Thursday, August 11, 2011

The Leap

Things are starting to happen, and not happen, and it's getting more and more difficult for me to articulate exactly how I'm feeling. I never knew it was possible for time to freeze yet also speed by in a blur. But it's happening. And sooner or later I'll have to face my leap of Faith.

Neil is out and about with the ship, tempting the raging Alaskan seas. I'm at home getting our personal things in order. Attempts to secure my employment in remote status aren't as stable as I was hoping; let's just say I'm not placing bets. But at this point I'm not losing sleep over any decision that's made. They have a month to figure it out and any aftermath will no longer be my concern.

Our first home will soon become a rental and I'm having to set aside my emotional attachments and start visualizing it as an investment property. It's not easy. Especially with the uncertainty of anything that could go wrong and the expenses involved. But I'm trying to set the fear aside and pray we'll know how to face any troubles we meet once we meet them.

I am feeling pretty empty inside. I think that's the one thing keeping me together through this process. If I wasn't 100% certain the emptiness would go away once Neil and I were together again I'm not sure I could handle leaving my family and friends behind. But if it's anything this journey has taught me, it's just how strong the love I have for my husband is and how much love he gives me in return. It certainly keeps me going. Keeps me motivated. Keeps me sane.

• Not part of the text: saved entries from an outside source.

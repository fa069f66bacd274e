//! Types for the video downloader.

use async_trait::async_trait;
use std::path::{Path, PathBuf};
use std::sync::Arc;
use thiserror::Error;

/// Errors that can occur while downloading a video.
#[derive(Debug, Error)]
pub enum DownloadError {
    /// The server answered with a non-success status.
    #[error("download rejected with HTTP {status}")]
    Status { status: u16 },

    /// Transport-level HTTP failure.
    #[error("download request failed: {0}")]
    Request(#[from] reqwest::Error),

    /// Local write failure.
    #[error("failed to write downloaded video: {0}")]
    Io(#[from] std::io::Error),
}

/// Progress callback: (bytes downloaded so far, total bytes if known).
///
/// Invoked periodically while a download is in flight; purely a side
/// channel, not part of the download contract.
pub type DownloadProgressCallback = Arc<dyn Fn(u64, Option<u64>) + Send + Sync>;

/// Trait for video download backends.
#[async_trait]
pub trait VideoDownloader: Send + Sync {
    /// Download `url` into `dir`, returning the local path.
    ///
    /// When `filename` is None a name is derived from the URL.
    async fn download(
        &self,
        url: &str,
        dir: &Path,
        filename: Option<&str>,
    ) -> Result<PathBuf, DownloadError>;
}
//! Job storage trait and error types.

use thiserror::Error;

use crate::job::{GenerationParams, Job, JobStage, JobSummary, StageArtifacts};

/// Error type for job store operations.
#[derive(Debug, Error)]
pub enum JobStoreError {
    /// A job with this id already exists.
    #[error("job already exists: {0}")]
    Duplicate(String),

    /// Job not found.
    #[error("job not found: {0}")]
    NotFound(String),

    /// Requested stage is not reachable from the current stage.
    #[error("illegal stage transition for job {job_id}: {from} -> {to}")]
    IllegalTransition {
        job_id: String,
        from: JobStage,
        to: JobStage,
    },
}

/// Trait for job storage backends.
///
/// Implementations must serialize mutating operations so that concurrent
/// pipeline tasks cannot lose each other's updates.
pub trait JobStore: Send + Sync {
    /// Create a new job in the Initialized stage. Persists immediately.
    fn create(
        &self,
        id: &str,
        image_path: &str,
        params: GenerationParams,
    ) -> Result<Job, JobStoreError>;

    /// Advance a job to `stage`, merging `artifacts` into the job's
    /// accumulated stage data. Rejects transitions not permitted by the
    /// stage machine. Persists immediately.
    fn update_stage(
        &self,
        id: &str,
        stage: JobStage,
        artifacts: Option<StageArtifacts>,
    ) -> Result<Job, JobStoreError>;

    /// Append an error entry and force the job into the Failed stage.
    ///
    /// An unknown id is logged as a warning rather than returned as an
    /// error; the pipeline reports failures on a best-effort basis.
    fn record_error(&self, id: &str, message: &str);

    /// Mark a job Completed with its final artifact path.
    fn mark_completed(&self, id: &str, final_video_path: &str) -> Result<Job, JobStoreError>;

    /// Get a job by id.
    fn get(&self, id: &str) -> Option<Job>;

    /// List all jobs, in no particular order.
    fn list(&self) -> Vec<Job>;

    /// List jobs currently at the given stage.
    fn jobs_by_stage(&self, stage: JobStage) -> Vec<Job>;

    /// List jobs that have not reached a terminal stage.
    fn incomplete_jobs(&self) -> Vec<Job>;

    /// Job counts grouped by stage.
    fn summary(&self) -> JobSummary;

    /// Write the current state out, for shutdown. Mutating operations
    /// already persist on every call; this is a final safety save.
    fn flush(&self);
}
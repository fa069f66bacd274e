//! Image-to-video generation client.

mod runware;
mod types;

pub use runware::RunwareClient;
pub use types::{
    ratio_dimensions, GeneratedVideo, GenerationError, VideoGenerator, SUPPORTED_RATIOS,
};
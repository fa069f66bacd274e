pub mod handlers;
pub mod jobs;
pub mod routes;
pub mod uploads;

pub use routes::create_router;

use serde::Serialize;

/// Error response body shared by the API handlers.
#[derive(Debug, Serialize)]
pub struct ErrorResponse {
    pub error: String,
}

impl ErrorResponse {
    pub fn new(error: impl Into<String>) -> Self {
        Self {
            error: error.into(),
        }
    }
}
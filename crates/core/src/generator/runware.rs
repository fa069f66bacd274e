//! Runware generation backend implementation.
//!
//! The Runware API is a single endpoint that accepts an array of task
//! objects. Three task types are used here: `imageUpload` (base64 data-URI
//! payload), `videoInference` (asynchronous submission) and `getResponse`
//! (status poll).

use std::path::Path;
use std::time::{Duration, Instant};

use async_trait::async_trait;
use base64::{engine::general_purpose::STANDARD as BASE64, Engine as _};
use reqwest::Client;
use serde::{Deserialize, Serialize};
use tracing::{debug, warn};
use uuid::Uuid;

use crate::config::RunwareConfig;
use crate::job::GenerationParams;

use super::{ratio_dimensions, GeneratedVideo, GenerationError, VideoGenerator};

/// Prompt used when a job carries no prompt of its own.
const DEFAULT_POSITIVE_PROMPT: &str = "smooth animation, natural movement";

/// Runware generation backend implementation.
pub struct RunwareClient {
    client: Client,
    config: RunwareConfig,
}

impl RunwareClient {
    /// Create a new RunwareClient with the given configuration.
    pub fn new(config: RunwareConfig) -> Self {
        let client = Client::builder()
            .timeout(Duration::from_secs(config.timeout_secs as u64))
            .build()
            .expect("Failed to create HTTP client");

        Self { client, config }
    }

    /// POST a single task to the API (the wire format is an array).
    async fn post_task<T: Serialize>(&self, task: &T) -> Result<Envelope, ApiCallError> {
        let response = self
            .client
            .post(&self.config.url)
            .bearer_auth(&self.config.api_key)
            .json(&[task])
            .send()
            .await
            .map_err(ApiCallError::Transport)?;

        if !response.status().is_success() {
            let status = response.status().as_u16();
            let body = response.text().await.unwrap_or_default();
            return Err(ApiCallError::Status {
                status,
                body: body.chars().take(200).collect(),
            });
        }

        response
            .json::<Envelope>()
            .await
            .map_err(|e| ApiCallError::Parse(e.to_string()))
    }

    /// Poll a submitted task until it reaches a terminal status or the
    /// configured deadline passes.
    async fn poll_task(&self, task_id: &str) -> Result<GeneratedVideo, GenerationError> {
        let started = Instant::now();
        let deadline = started + Duration::from_secs(self.config.poll_timeout_secs);
        let interval = Duration::from_millis(self.config.poll_interval_ms);

        loop {
            let poll = GetResponseTask {
                task_type: "getResponse",
                task_uuid: task_id.to_string(),
            };

            let envelope = self.post_task(&poll).await.map_err(|e| match e {
                ApiCallError::Transport(e) => GenerationError::Http(e),
                other => GenerationError::TaskFailed(other.to_string()),
            })?;

            if let Some(task) = envelope.data.first() {
                match task.status.as_deref() {
                    Some("success") => {
                        let video_url = task.video_url.clone().ok_or_else(|| {
                            GenerationError::TaskFailed(
                                "task succeeded without a videoURL".to_string(),
                            )
                        })?;
                        debug!(task_id, video_url = %video_url, "Generation task complete");
                        return Ok(GeneratedVideo {
                            video_url,
                            task_id: task_id.to_string(),
                        });
                    }
                    Some("failed") | Some("error") => {
                        return Err(GenerationError::TaskFailed(
                            envelope.error_message().unwrap_or_else(|| {
                                format!("task reported status {}", task.status.as_deref().unwrap())
                            }),
                        ));
                    }
                    status => {
                        debug!(task_id, ?status, "Generation task still pending");
                    }
                }
            } else if let Some(message) = envelope.error_message() {
                return Err(GenerationError::TaskFailed(message));
            }

            if Instant::now() + interval > deadline {
                warn!(task_id, "Generation task deadline exceeded");
                return Err(GenerationError::Timeout {
                    waited_secs: started.elapsed().as_secs(),
                });
            }
            tokio::time::sleep(interval).await;
        }
    }
}

#[async_trait]
impl VideoGenerator for RunwareClient {
    fn name(&self) -> &str {
        "runware"
    }

    async fn upload_image(&self, image_path: &Path) -> Result<String, GenerationError> {
        let bytes = tokio::fs::read(image_path).await?;
        let task = ImageUploadTask {
            task_type: "imageUpload",
            task_uuid: Uuid::new_v4().to_string(),
            image: format!(
                "data:{};base64,{}",
                image_mime(image_path),
                BASE64.encode(&bytes)
            ),
        };

        debug!(path = %image_path.display(), bytes = bytes.len(), "Uploading image");

        let envelope = self.post_task(&task).await.map_err(|e| match e {
            ApiCallError::Transport(e) => GenerationError::Http(e),
            other => GenerationError::Upload(other.to_string()),
        })?;

        envelope
            .data
            .first()
            .and_then(|t| t.image_uuid.clone())
            .ok_or_else(|| {
                GenerationError::Upload(
                    envelope
                        .error_message()
                        .unwrap_or_else(|| "response is missing imageUUID".to_string()),
                )
            })
    }

    async fn generate(
        &self,
        image_reference: &str,
        params: &GenerationParams,
    ) -> Result<GeneratedVideo, GenerationError> {
        let (width, height) = ratio_dimensions(&params.ratio).ok_or_else(|| {
            GenerationError::Submission(format!("unsupported aspect ratio: {}", params.ratio))
        })?;

        let prompt = if params.prompt.trim().is_empty() {
            DEFAULT_POSITIVE_PROMPT.to_string()
        } else {
            params.prompt.clone()
        };

        let task = VideoInferenceTask {
            task_type: "videoInference",
            task_uuid: Uuid::new_v4().to_string(),
            model: self.config.model.clone(),
            positive_prompt: prompt,
            duration: params.duration_secs,
            width,
            height,
            frame_images: vec![FrameImage {
                input_image: image_reference.to_string(),
                frame: "first",
            }],
            number_results: 1,
            output_type: "URL",
            output_format: "MP4",
            delivery_method: "async",
        };

        debug!(
            model = %self.config.model,
            duration = params.duration_secs,
            ratio = %params.ratio,
            "Submitting video inference task"
        );

        let envelope = self.post_task(&task).await.map_err(|e| match e {
            ApiCallError::Transport(e) => GenerationError::Http(e),
            other => GenerationError::Submission(other.to_string()),
        })?;

        let task_id = envelope
            .data
            .first()
            .and_then(|t| t.task_uuid.clone())
            .ok_or_else(|| {
                GenerationError::Submission(
                    envelope
                        .error_message()
                        .unwrap_or_else(|| "response is missing taskUUID".to_string()),
                )
            })?;

        self.poll_task(&task_id).await
    }
}

/// Pick a data-URI mime type from the image file extension.
fn image_mime(path: &Path) -> &'static str {
    match path
        .extension()
        .and_then(|e| e.to_str())
        .map(|e| e.to_ascii_lowercase())
        .as_deref()
    {
        Some("jpg") | Some("jpeg") => "image/jpeg",
        Some("webp") => "image/webp",
        Some("bmp") => "image/bmp",
        _ => "image/png",
    }
}

/// API call failure, before phase-specific mapping.
#[derive(Debug)]
enum ApiCallError {
    Transport(reqwest::Error),
    Status { status: u16, body: String },
    Parse(String),
}

impl std::fmt::Display for ApiCallError {
    fn fmt(&self, f: &mut std::fmt::Formatter<'_>) -> std::fmt::Result {
        match self {
            ApiCallError::Transport(e) => write!(f, "{}", e),
            ApiCallError::Status { status, body } => write!(f, "HTTP {}: {}", status, body),
            ApiCallError::Parse(msg) => write!(f, "Failed to parse response: {}", msg),
        }
    }
}

// Runware wire types

#[derive(Debug, Serialize)]
struct ImageUploadTask {
    #[serde(rename = "taskType")]
    task_type: &'static str,
    #[serde(rename = "taskUUID")]
    task_uuid: String,
    image: String,
}

#[derive(Debug, Serialize)]
struct VideoInferenceTask {
    #[serde(rename = "taskType")]
    task_type: &'static str,
    #[serde(rename = "taskUUID")]
    task_uuid: String,
    model: String,
    #[serde(rename = "positivePrompt")]
    positive_prompt: String,
    duration: u32,
    width: u32,
    height: u32,
    #[serde(rename = "frameImages")]
    frame_images: Vec<FrameImage>,
    #[serde(rename = "numberResults")]
    number_results: u32,
    #[serde(rename = "outputType")]
    output_type: &'static str,
    #[serde(rename = "outputFormat")]
    output_format: &'static str,
    #[serde(rename = "deliveryMethod")]
    delivery_method: &'static str,
}

#[derive(Debug, Serialize)]
struct FrameImage {
    #[serde(rename = "inputImage")]
    input_image: String,
    frame: &'static str,
}

#[derive(Debug, Serialize)]
struct GetResponseTask {
    #[serde(rename = "taskType")]
    task_type: &'static str,
    #[serde(rename = "taskUUID")]
    task_uuid: String,
}

#[derive(Debug, Deserialize)]
struct Envelope {
    #[serde(default)]
    data: Vec<TaskData>,
    #[serde(default)]
    errors: Vec<ApiErrorEntry>,
}

impl Envelope {
    /// First error message carried in the envelope, if any.
    fn error_message(&self) -> Option<String> {
        self.errors.iter().find_map(|e| e.message.clone())
    }
}

#[derive(Debug, Deserialize)]
struct TaskData {
    #[serde(default, rename = "taskUUID")]
    task_uuid: Option<String>,
    #[serde(default, rename = "imageUUID")]
    image_uuid: Option<String>,
    #[serde(default)]
    status: Option<String>,
    #[serde(default, rename = "videoURL")]
    video_url: Option<String>,
}

#[derive(Debug, Deserialize)]
struct ApiErrorEntry {
    #[serde(default)]
    message: Option<String>,
}

#[cfg(test)]
mod tests {
    use super::*;

    #[test]
    fn test_image_mime_from_extension() {
        assert_eq!(image_mime(Path::new("a.jpg")), "image/jpeg");
        assert_eq!(image_mime(Path::new("a.JPEG")), "image/jpeg");
        assert_eq!(image_mime(Path::new("a.webp")), "image/webp");
        assert_eq!(image_mime(Path::new("a.bmp")), "image/bmp");
        assert_eq!(image_mime(Path::new("a.png")), "image/png");
        assert_eq!(image_mime(Path::new("noext")), "image/png");
    }

    #[test]
    fn test_upload_task_wire_format() {
        let task = ImageUploadTask {
            task_type: "imageUpload",
            task_uuid: "1234".to_string(),
            image: "data:image/png;base64,AAAA".to_string(),
        };
        let value = serde_json::to_value(&task).unwrap();
        assert_eq!(value["taskType"], "imageUpload");
        assert_eq!(value["taskUUID"], "1234");
        assert_eq!(value["image"], "data:image/png;base64,AAAA");
    }

    #[test]
    fn test_inference_task_wire_format() {
        let task = VideoInferenceTask {
            task_type: "videoInference",
            task_uuid: "1234".to_string(),
            model: "bytedance:2@2".to_string(),
            positive_prompt: "waves".to_string(),
            duration: 5,
            width: 1920,
            height: 1080,
            frame_images: vec![FrameImage {
                input_image: "img-uuid".to_string(),
                frame: "first",
            }],
            number_results: 1,
            output_type: "URL",
            output_format: "MP4",
            delivery_method: "async",
        };
        let value = serde_json::to_value(&task).unwrap();
        assert_eq!(value["taskType"], "videoInference");
        assert_eq!(value["positivePrompt"], "waves");
        assert_eq!(value["frameImages"][0]["inputImage"], "img-uuid");
        assert_eq!(value["frameImages"][0]["frame"], "first");
        assert_eq!(value["numberResults"], 1);
        assert_eq!(value["outputType"], "URL");
        assert_eq!(value["outputFormat"], "MP4");
        assert_eq!(value["deliveryMethod"], "async");
    }

    #[test]
    fn test_envelope_parses_upload_response() {
        let json = r#"{
            "data": [{
                "taskType": "imageUpload",
                "taskUUID": "1234",
                "imageUUID": "img-uuid"
            }]
        }"#;
        let envelope: Envelope = serde_json::from_str(json).unwrap();
        assert_eq!(envelope.data[0].image_uuid.as_deref(), Some("img-uuid"));
        assert!(envelope.error_message().is_none());
    }

    #[test]
    fn test_envelope_parses_poll_response() {
        let json = r#"{
            "data": [{
                "taskUUID": "1234",
                "status": "success",
                "videoURL": "https://host/v.mp4"
            }]
        }"#;
        let envelope: Envelope = serde_json::from_str(json).unwrap();
        assert_eq!(envelope.data[0].status.as_deref(), Some("success"));
        assert_eq!(
            envelope.data[0].video_url.as_deref(),
            Some("https://host/v.mp4")
        );
    }

    #[test]
    fn test_envelope_parses_errors() {
        let json = r#"{
            "errors": [{"code": "invalidApiKey", "message": "Invalid API key"}]
        }"#;
        let envelope: Envelope = serde_json::from_str(json).unwrap();
        assert!(envelope.data.is_empty());
        assert_eq!(envelope.error_message().as_deref(), Some("Invalid API key"));
    }

    #[test]
    fn test_api_call_error_display() {
        let err = ApiCallError::Status {
            status: 500,
            body: "oops".to_string(),
        };
        assert_eq!(err.to_string(), "HTTP 500: oops");
    }
}
//! Pipeline orchestrator implementation.
//!
//! Drives one job through the stage machine:
//! create -> upload image -> generate video -> (download) -> completed,
//! recording every transition in the job store. Each spawned job runs as an
//! independent tokio task raced against the shutdown channel, so one job's
//! failure never touches another's in-flight state.

use std::collections::HashSet;
use std::path::{Path, PathBuf};
use std::sync::atomic::{AtomicBool, Ordering};
use std::sync::Arc;
use std::time::{Duration, Instant};

use tokio::sync::{broadcast, RwLock, Semaphore};
use tracing::{error, info, warn};

use crate::downloader::VideoDownloader;
use crate::generator::VideoGenerator;
use crate::job::{GenerationParams, JobStage, JobStore, StageArtifacts};
use crate::metrics;

use super::config::OrchestratorConfig;
use super::types::{
    generate_job_id, JobUpdateCallback, OrchestratorStatus, PipelineError, PipelineOutcome,
};

/// Shared pieces a spawned pipeline task needs.
#[derive(Clone)]
struct JobContext {
    config: OrchestratorConfig,
    store: Arc<dyn JobStore>,
    generator: Arc<dyn VideoGenerator>,
    downloader: Arc<dyn VideoDownloader>,
    videos_dir: PathBuf,
    update_callback: Option<JobUpdateCallback>,
}

/// The pipeline orchestrator - sequences generation and download for jobs.
pub struct PipelineOrchestrator {
    config: OrchestratorConfig,
    store: Arc<dyn JobStore>,
    generator: Arc<dyn VideoGenerator>,
    downloader: Arc<dyn VideoDownloader>,
    videos_dir: PathBuf,
    update_callback: Option<JobUpdateCallback>,

    // Runtime state
    running: Arc<AtomicBool>,
    active_jobs: Arc<RwLock<HashSet<String>>>,
    job_slots: Option<Arc<Semaphore>>,
    shutdown_tx: broadcast::Sender<()>,
}

impl PipelineOrchestrator {
    /// Create a new orchestrator.
    pub fn new(
        config: OrchestratorConfig,
        store: Arc<dyn JobStore>,
        generator: Arc<dyn VideoGenerator>,
        downloader: Arc<dyn VideoDownloader>,
        videos_dir: impl Into<PathBuf>,
    ) -> Self {
        let (shutdown_tx, _) = broadcast::channel(1);
        let job_slots = match config.max_concurrent_jobs {
            0 => None,
            n => Some(Arc::new(Semaphore::new(n))),
        };

        Self {
            config,
            store,
            generator,
            downloader,
            videos_dir: videos_dir.into(),
            update_callback: None,
            running: Arc::new(AtomicBool::new(false)),
            active_jobs: Arc::new(RwLock::new(HashSet::new())),
            job_slots,
            shutdown_tx,
        }
    }

    /// Attach a callback invoked after every recorded stage change.
    pub fn with_update_callback(mut self, callback: JobUpdateCallback) -> Self {
        self.update_callback = Some(callback);
        self
    }

    /// Start accepting jobs.
    pub async fn start(&self) {
        if self.running.swap(true, Ordering::SeqCst) {
            warn!("Orchestrator already running");
            return;
        }

        // Jobs interrupted by a previous shutdown stay in their last recorded
        // stage; surface them so an operator can retry or clean up.
        let incomplete = self.store.incomplete_jobs();
        if !incomplete.is_empty() {
            warn!(
                count = incomplete.len(),
                "Found incomplete jobs from a previous run; they will not be resumed"
            );
        }

        info!("Pipeline orchestrator started");
    }

    /// Stop accepting jobs and cancel in-flight pipelines.
    pub async fn stop(&self) {
        if !self.running.swap(false, Ordering::SeqCst) {
            warn!("Orchestrator not running");
            return;
        }

        info!("Stopping pipeline orchestrator");

        // Signal shutdown to in-flight pipeline tasks
        let _ = self.shutdown_tx.send(());

        // Give tasks a moment to record their cancellation
        tokio::time::sleep(Duration::from_millis(500)).await;

        info!("Pipeline orchestrator stopped");
    }

    /// Get current orchestrator status.
    pub async fn status(&self) -> OrchestratorStatus {
        let active_jobs = self.active_jobs.read().await.len();
        let summary = self.store.summary();

        OrchestratorStatus {
            running: self.running.load(Ordering::Relaxed),
            active_jobs,
            total_jobs: summary.total_jobs,
            by_stage: summary.by_stage,
        }
    }

    /// Create a job and run its pipeline as a background task.
    ///
    /// The job exists in the store before this returns, so a status poll
    /// immediately after the caller's HTTP response finds it.
    pub fn spawn(
        &self,
        image_path: &str,
        params: GenerationParams,
    ) -> Result<String, PipelineError> {
        if !self.running.load(Ordering::SeqCst) {
            return Err(PipelineError::NotRunning);
        }

        let job_id = generate_job_id();
        self.store.create(&job_id, image_path, params.clone())?;
        metrics::JOBS_STARTED.inc();
        self.notify(&job_id, JobStage::Initialized);
        info!(job_id = %job_id, image = image_path, "Job accepted");

        let ctx = self.context();
        let active = Arc::clone(&self.active_jobs);
        let slots = self.job_slots.clone();
        let mut shutdown_rx = self.shutdown_tx.subscribe();
        let image_path = image_path.to_string();
        let id = job_id.clone();

        tokio::spawn(async move {
            active.write().await.insert(id.clone());

            let outcome = tokio::select! {
                outcome = Self::execute_with_slot(&ctx, slots, &id, &image_path, params) => outcome,
                _ = shutdown_rx.recv() => {
                    let message =
                        PipelineError::Cancelled("orchestrator shutting down".to_string())
                            .to_string();
                    ctx.store.record_error(&id, &message);
                    metrics::JOBS_FAILED.inc();
                    if let Some(callback) = &ctx.update_callback {
                        callback(&id, JobStage::Failed);
                    }
                    PipelineOutcome::failure(&id, message)
                }
            };

            active.write().await.remove(&id);

            if outcome.success {
                info!(job_id = %id, "Pipeline task finished");
            } else {
                error!(job_id = %id, error = ?outcome.error, "Pipeline task failed");
            }
        });

        Ok(job_id)
    }

    /// Create a job and run its pipeline to completion in place.
    pub async fn run(
        &self,
        job_id: &str,
        image_path: &str,
        params: GenerationParams,
    ) -> PipelineOutcome {
        if let Err(e) = self.store.create(job_id, image_path, params.clone()) {
            return PipelineOutcome::failure(job_id, e.to_string());
        }
        metrics::JOBS_STARTED.inc();
        self.notify(job_id, JobStage::Initialized);

        let ctx = self.context();
        Self::execute(&ctx, job_id, image_path, &params).await
    }

    fn context(&self) -> JobContext {
        JobContext {
            config: self.config.clone(),
            store: Arc::clone(&self.store),
            generator: Arc::clone(&self.generator),
            downloader: Arc::clone(&self.downloader),
            videos_dir: self.videos_dir.clone(),
            update_callback: self.update_callback.clone(),
        }
    }

    fn notify(&self, job_id: &str, stage: JobStage) {
        if let Some(callback) = &self.update_callback {
            callback(job_id, stage);
        }
    }

    /// Wait for a concurrency slot (when bounded), then execute.
    async fn execute_with_slot(
        ctx: &JobContext,
        slots: Option<Arc<Semaphore>>,
        job_id: &str,
        image_path: &str,
        params: GenerationParams,
    ) -> PipelineOutcome {
        let _permit = match &slots {
            Some(semaphore) => match semaphore.acquire().await {
                Ok(permit) => Some(permit),
                Err(_) => {
                    let message = PipelineError::Cancelled(
                        "job slots closed before execution".to_string(),
                    )
                    .to_string();
                    ctx.store.record_error(job_id, &message);
                    metrics::JOBS_FAILED.inc();
                    return PipelineOutcome::failure(job_id, message);
                }
            },
            None => None,
        };
        Self::execute(ctx, job_id, image_path, &params).await
    }

    /// Run the pipeline stages, converting any failure into a job-level
    /// error record.
    async fn execute(
        ctx: &JobContext,
        job_id: &str,
        image_path: &str,
        params: &GenerationParams,
    ) -> PipelineOutcome {
        match Self::run_stages(ctx, job_id, image_path, params).await {
            Ok(final_path) => {
                metrics::JOBS_COMPLETED.inc();
                info!(job_id, final_path = %final_path, "Pipeline completed");
                PipelineOutcome::success(job_id, final_path)
            }
            Err(e) => {
                let message = e.to_string();
                error!(job_id, error = %message, "Pipeline failed");
                // Accumulated artifacts are kept for diagnostics.
                ctx.store.record_error(job_id, &message);
                metrics::JOBS_FAILED.inc();
                if let Some(callback) = &ctx.update_callback {
                    callback(job_id, JobStage::Failed);
                }
                PipelineOutcome::failure(job_id, message)
            }
        }
    }

    async fn run_stages(
        ctx: &JobContext,
        job_id: &str,
        image_path: &str,
        params: &GenerationParams,
    ) -> Result<String, PipelineError> {
        info!(job_id, image = image_path, "Starting generation pipeline");

        // Step 1: upload the source image to the generation service
        let image_reference = ctx.generator.upload_image(Path::new(image_path)).await?;
        Self::advance(
            ctx,
            job_id,
            JobStage::ImageUploaded,
            StageArtifacts {
                image_reference: Some(image_reference.clone()),
                ..Default::default()
            },
        )?;

        // Step 2: submit the generation task and wait for the video URL
        let started = Instant::now();
        let generated = match ctx.generator.generate(&image_reference, params).await {
            Ok(video) => {
                metrics::GENERATION_DURATION
                    .with_label_values(&["success"])
                    .observe(started.elapsed().as_secs_f64());
                video
            }
            Err(e) => {
                metrics::GENERATION_DURATION
                    .with_label_values(&["failed"])
                    .observe(started.elapsed().as_secs_f64());
                return Err(e.into());
            }
        };
        Self::advance(
            ctx,
            job_id,
            JobStage::VideoGenerated,
            StageArtifacts {
                video_url: Some(generated.video_url.clone()),
                duration_secs: Some(params.duration_secs),
                ratio: Some(params.ratio.clone()),
                ..Default::default()
            },
        )?;

        // Step 3: fetch the video locally, or keep the remote URL
        let final_path = if ctx.config.auto_download {
            let filename = format!("{job_id}_generated.mp4");
            let started = Instant::now();
            let local_path = match ctx
                .downloader
                .download(&generated.video_url, &ctx.videos_dir, Some(&filename))
                .await
            {
                Ok(path) => {
                    metrics::DOWNLOAD_DURATION
                        .with_label_values(&["success"])
                        .observe(started.elapsed().as_secs_f64());
                    path
                }
                Err(e) => {
                    metrics::DOWNLOAD_DURATION
                        .with_label_values(&["failed"])
                        .observe(started.elapsed().as_secs_f64());
                    return Err(e.into());
                }
            };
            let local_path = local_path.to_string_lossy().into_owned();
            Self::advance(
                ctx,
                job_id,
                JobStage::VideoDownloaded,
                StageArtifacts {
                    local_video_path: Some(local_path.clone()),
                    ..Default::default()
                },
            )?;
            local_path
        } else {
            generated.video_url.clone()
        };

        // Step 4: done
        ctx.store.mark_completed(job_id, &final_path)?;
        metrics::STAGE_TRANSITIONS
            .with_label_values(&[JobStage::Completed.as_str()])
            .inc();
        if let Some(callback) = &ctx.update_callback {
            callback(job_id, JobStage::Completed);
        }

        Ok(final_path)
    }

    fn advance(
        ctx: &JobContext,
        job_id: &str,
        stage: JobStage,
        artifacts: StageArtifacts,
    ) -> Result<(), PipelineError> {
        ctx.store.update_stage(job_id, stage, Some(artifacts))?;
        metrics::STAGE_TRANSITIONS
            .with_label_values(&[stage.as_str()])
            .inc();
        if let Some(callback) = &ctx.update_callback {
            callback(job_id, stage);
        }
        Ok(())
    }
}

I'm not sure how the next six weeks will play out or how I'll handle them. But I'm excited, and not so excited, to get them over with. I don't like crying and I haven't done much of it. It makes other people uncomfortable which in turn makes me uncomfortable. So I'm pretty good at suppressing my pain and laughing it off. I know there will come a point soon when that will be completely impossible to do. I haven't let myself think about that point much.